**Dataset excerpts:**

== Segment start ==

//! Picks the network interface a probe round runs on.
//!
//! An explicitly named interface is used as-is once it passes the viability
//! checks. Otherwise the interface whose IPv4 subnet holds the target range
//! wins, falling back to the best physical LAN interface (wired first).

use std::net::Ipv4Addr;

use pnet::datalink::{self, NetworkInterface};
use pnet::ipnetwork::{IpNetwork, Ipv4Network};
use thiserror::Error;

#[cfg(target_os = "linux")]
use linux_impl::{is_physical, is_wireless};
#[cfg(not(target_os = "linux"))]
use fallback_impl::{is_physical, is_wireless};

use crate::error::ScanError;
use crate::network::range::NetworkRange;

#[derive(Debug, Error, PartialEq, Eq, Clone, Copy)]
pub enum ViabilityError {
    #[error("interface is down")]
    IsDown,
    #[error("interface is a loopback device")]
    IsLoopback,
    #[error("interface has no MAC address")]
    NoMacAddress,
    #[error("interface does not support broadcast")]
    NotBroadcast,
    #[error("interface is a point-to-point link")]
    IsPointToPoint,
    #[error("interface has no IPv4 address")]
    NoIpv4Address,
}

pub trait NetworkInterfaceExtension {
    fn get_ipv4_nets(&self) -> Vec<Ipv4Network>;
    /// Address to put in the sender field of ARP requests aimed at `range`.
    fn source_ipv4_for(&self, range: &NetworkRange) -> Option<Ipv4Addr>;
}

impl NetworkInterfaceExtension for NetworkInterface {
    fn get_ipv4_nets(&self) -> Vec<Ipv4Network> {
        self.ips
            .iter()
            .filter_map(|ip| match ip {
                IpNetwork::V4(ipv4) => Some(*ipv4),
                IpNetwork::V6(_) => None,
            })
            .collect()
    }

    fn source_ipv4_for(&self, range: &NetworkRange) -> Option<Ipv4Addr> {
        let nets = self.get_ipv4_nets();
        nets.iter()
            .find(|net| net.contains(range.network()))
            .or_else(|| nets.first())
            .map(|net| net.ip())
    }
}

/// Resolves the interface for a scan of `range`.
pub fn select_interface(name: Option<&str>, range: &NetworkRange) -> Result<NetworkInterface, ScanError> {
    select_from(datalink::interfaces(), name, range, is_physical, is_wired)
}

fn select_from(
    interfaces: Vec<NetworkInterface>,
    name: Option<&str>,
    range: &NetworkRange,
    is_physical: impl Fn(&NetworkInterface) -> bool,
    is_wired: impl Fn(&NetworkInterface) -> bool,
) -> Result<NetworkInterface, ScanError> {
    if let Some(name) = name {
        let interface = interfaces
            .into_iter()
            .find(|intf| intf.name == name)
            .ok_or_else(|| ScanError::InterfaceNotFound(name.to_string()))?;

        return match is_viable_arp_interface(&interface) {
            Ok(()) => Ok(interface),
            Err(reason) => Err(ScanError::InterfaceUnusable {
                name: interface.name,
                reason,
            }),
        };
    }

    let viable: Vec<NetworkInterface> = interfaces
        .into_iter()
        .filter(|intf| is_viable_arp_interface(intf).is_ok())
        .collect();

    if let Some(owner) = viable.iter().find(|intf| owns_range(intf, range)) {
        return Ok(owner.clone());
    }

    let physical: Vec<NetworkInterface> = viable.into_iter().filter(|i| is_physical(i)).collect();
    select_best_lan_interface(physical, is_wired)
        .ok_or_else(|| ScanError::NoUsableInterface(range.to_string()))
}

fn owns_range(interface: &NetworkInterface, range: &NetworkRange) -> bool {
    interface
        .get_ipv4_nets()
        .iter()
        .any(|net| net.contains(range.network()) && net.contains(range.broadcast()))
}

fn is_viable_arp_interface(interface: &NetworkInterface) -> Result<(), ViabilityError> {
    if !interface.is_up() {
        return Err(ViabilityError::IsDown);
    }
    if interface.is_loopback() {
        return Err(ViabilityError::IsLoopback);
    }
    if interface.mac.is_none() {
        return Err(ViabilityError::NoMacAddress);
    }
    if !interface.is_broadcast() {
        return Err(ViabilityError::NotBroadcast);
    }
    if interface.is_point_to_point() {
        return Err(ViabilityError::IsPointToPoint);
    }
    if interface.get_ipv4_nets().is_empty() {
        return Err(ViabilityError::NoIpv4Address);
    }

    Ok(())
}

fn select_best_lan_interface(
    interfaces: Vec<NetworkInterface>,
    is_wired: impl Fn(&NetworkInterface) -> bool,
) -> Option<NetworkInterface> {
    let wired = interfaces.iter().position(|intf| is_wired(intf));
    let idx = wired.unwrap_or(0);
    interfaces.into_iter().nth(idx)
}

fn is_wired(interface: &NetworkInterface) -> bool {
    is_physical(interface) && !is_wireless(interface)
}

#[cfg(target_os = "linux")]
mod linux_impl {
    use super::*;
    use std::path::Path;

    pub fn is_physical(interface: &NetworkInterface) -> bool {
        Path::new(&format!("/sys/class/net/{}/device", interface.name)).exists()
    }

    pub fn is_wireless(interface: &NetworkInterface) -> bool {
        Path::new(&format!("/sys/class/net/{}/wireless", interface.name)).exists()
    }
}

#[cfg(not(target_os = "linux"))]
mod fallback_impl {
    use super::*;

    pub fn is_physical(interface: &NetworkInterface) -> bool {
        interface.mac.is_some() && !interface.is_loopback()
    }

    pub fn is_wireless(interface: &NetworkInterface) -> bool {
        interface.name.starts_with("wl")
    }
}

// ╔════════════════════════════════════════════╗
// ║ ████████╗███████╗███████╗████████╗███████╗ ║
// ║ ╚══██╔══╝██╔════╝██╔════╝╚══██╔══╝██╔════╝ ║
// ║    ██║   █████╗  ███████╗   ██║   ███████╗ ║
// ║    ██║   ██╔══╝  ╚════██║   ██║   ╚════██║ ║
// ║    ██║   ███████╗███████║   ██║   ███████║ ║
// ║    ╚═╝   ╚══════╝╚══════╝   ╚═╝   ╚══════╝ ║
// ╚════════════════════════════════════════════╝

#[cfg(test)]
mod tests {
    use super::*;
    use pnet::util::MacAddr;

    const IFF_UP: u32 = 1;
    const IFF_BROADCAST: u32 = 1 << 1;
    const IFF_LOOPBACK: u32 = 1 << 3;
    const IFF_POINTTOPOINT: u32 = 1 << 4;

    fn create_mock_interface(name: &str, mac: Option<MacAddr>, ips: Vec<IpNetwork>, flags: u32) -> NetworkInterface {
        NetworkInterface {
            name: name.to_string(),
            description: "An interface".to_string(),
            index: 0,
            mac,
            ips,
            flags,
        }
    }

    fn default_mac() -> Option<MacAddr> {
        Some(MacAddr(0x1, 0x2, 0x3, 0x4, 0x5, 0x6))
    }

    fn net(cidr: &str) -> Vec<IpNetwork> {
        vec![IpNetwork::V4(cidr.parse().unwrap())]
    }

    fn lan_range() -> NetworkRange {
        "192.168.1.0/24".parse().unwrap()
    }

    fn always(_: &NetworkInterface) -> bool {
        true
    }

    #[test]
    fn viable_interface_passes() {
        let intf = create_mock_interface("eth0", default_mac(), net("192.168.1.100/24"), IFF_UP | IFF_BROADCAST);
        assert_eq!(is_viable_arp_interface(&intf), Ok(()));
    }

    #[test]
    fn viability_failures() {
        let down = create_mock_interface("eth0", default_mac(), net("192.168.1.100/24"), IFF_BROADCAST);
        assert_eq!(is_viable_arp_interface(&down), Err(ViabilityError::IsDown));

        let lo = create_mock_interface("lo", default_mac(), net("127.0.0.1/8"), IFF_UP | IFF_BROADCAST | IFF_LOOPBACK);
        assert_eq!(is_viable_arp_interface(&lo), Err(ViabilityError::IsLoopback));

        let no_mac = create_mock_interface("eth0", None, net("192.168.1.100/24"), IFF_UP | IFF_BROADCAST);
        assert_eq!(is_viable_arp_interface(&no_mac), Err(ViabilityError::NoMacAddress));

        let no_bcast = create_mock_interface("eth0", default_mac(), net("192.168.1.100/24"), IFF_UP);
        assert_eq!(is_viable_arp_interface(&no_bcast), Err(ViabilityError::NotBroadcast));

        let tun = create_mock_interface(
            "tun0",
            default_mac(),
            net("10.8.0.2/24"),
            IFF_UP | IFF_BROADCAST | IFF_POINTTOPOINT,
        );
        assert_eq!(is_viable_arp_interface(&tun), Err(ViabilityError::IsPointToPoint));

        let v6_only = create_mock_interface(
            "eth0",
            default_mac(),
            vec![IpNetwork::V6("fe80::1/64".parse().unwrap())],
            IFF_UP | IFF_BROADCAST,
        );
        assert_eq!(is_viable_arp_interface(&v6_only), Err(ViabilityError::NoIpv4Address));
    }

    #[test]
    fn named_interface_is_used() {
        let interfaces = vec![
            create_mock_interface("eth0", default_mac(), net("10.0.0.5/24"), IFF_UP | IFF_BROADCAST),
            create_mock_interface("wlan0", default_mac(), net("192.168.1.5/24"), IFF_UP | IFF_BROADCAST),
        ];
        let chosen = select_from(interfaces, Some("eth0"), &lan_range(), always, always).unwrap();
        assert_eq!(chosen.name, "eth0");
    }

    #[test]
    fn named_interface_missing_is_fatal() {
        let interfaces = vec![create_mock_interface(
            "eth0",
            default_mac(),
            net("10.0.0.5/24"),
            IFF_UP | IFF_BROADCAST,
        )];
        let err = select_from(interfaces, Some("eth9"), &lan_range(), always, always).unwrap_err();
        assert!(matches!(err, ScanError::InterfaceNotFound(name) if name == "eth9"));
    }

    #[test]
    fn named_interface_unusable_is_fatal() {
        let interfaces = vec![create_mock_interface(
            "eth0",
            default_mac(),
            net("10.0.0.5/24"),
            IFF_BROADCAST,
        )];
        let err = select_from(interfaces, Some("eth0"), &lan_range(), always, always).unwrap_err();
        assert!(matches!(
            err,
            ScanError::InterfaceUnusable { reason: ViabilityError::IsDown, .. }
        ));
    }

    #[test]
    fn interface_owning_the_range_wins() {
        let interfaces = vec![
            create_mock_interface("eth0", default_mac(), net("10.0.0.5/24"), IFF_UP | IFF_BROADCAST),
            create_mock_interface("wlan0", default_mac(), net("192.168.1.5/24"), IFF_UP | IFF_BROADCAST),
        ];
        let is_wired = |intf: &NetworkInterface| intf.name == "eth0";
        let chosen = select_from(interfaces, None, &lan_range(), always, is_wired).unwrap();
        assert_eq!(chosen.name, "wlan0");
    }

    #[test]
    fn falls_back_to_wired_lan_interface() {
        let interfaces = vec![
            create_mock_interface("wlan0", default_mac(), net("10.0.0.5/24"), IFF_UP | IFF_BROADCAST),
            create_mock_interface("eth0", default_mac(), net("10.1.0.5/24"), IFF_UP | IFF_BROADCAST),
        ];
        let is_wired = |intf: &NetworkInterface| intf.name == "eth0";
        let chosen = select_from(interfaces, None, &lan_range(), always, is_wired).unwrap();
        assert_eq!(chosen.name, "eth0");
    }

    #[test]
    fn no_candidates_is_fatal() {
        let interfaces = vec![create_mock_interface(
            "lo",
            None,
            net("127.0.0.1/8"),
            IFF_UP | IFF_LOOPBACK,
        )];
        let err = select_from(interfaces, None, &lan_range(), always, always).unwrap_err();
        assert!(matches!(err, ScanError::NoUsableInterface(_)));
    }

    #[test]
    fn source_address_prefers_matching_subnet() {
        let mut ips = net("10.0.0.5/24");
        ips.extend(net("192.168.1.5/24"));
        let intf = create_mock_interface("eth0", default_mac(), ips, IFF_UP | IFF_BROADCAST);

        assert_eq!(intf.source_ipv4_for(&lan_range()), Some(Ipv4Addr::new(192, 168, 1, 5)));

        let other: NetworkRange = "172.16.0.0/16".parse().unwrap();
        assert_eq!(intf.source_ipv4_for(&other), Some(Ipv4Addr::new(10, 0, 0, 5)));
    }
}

== Segment end ==

**Description of the task:** Whenever a line of the data includes the word "flags", show that line in full.

**Task answer:**
    fn create_mock_interface(name: &str, mac: Option<MacAddr>, ips: Vec<IpNetwork>, flags: u32) -> NetworkInterface {
            flags,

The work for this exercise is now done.